Assignment: Go line by line through the entries and show those that hold the string "base".

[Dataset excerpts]
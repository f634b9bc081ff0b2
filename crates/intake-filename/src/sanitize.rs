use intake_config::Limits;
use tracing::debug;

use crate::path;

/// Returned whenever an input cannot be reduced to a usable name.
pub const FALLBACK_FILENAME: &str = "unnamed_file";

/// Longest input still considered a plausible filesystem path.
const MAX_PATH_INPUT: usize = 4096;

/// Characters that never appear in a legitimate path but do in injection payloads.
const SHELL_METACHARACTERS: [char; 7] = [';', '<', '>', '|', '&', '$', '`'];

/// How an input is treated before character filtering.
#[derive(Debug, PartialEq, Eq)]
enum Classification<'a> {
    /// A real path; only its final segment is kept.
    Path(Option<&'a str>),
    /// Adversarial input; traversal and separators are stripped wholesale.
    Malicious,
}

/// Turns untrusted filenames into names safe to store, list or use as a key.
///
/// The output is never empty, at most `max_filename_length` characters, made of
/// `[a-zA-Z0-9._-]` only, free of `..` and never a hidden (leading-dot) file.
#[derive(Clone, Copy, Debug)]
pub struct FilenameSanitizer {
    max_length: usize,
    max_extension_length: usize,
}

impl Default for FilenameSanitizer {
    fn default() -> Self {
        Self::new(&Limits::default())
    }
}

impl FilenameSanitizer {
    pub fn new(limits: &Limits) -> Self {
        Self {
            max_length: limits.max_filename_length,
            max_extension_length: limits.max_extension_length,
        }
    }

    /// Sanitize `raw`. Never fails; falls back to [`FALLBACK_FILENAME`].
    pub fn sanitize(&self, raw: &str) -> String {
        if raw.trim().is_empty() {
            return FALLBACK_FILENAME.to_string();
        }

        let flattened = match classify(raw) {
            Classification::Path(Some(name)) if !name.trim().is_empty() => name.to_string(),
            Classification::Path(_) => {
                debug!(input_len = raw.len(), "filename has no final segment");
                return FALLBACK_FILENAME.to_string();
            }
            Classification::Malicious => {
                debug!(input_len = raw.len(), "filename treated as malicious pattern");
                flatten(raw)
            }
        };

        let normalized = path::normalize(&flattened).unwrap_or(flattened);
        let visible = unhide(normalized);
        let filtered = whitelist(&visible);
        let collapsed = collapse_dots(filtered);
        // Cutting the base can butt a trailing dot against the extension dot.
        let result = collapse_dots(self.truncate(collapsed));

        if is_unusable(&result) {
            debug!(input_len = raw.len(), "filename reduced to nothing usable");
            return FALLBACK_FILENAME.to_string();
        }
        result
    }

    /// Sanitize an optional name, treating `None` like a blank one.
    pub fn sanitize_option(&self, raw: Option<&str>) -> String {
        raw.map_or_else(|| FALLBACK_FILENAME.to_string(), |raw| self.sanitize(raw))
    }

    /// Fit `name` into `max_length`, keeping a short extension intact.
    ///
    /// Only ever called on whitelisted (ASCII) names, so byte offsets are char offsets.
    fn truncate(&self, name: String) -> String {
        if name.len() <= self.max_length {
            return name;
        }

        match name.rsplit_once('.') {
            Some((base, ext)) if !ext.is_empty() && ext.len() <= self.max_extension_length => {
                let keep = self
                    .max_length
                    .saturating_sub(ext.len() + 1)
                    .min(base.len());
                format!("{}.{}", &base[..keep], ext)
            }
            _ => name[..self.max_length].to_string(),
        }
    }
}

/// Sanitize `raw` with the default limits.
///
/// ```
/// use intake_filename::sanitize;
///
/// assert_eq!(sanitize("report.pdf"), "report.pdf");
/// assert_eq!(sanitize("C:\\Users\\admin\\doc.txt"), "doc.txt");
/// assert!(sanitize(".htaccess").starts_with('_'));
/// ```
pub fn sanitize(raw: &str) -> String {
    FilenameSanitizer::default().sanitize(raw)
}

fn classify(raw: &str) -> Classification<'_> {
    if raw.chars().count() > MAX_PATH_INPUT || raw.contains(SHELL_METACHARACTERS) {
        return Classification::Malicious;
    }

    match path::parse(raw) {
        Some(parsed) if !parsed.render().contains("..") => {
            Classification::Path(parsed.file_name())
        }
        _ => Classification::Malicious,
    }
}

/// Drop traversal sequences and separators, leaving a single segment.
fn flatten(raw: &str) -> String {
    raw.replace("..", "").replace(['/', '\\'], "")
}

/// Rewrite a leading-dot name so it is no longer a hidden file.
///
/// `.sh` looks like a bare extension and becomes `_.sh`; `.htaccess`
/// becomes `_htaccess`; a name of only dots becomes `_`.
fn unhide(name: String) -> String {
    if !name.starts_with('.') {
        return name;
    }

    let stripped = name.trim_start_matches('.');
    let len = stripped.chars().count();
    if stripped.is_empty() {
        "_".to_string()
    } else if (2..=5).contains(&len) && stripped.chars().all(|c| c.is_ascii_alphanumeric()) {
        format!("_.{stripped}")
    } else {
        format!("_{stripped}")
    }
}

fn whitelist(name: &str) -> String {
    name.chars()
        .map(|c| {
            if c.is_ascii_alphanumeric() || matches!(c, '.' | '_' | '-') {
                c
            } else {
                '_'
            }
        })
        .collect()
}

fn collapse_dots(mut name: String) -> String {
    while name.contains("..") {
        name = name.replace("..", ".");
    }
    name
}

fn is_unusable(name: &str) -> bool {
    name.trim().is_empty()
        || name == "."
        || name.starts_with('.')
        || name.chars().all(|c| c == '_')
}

The answer:
        // Cutting the base can butt a trailing dot against the extension dot.
            Some((base, ext)) if !ext.is_empty() && ext.len() <= self.max_extension_length => {
                    .min(base.len());
                format!("{}.{}", &base[..keep], ext)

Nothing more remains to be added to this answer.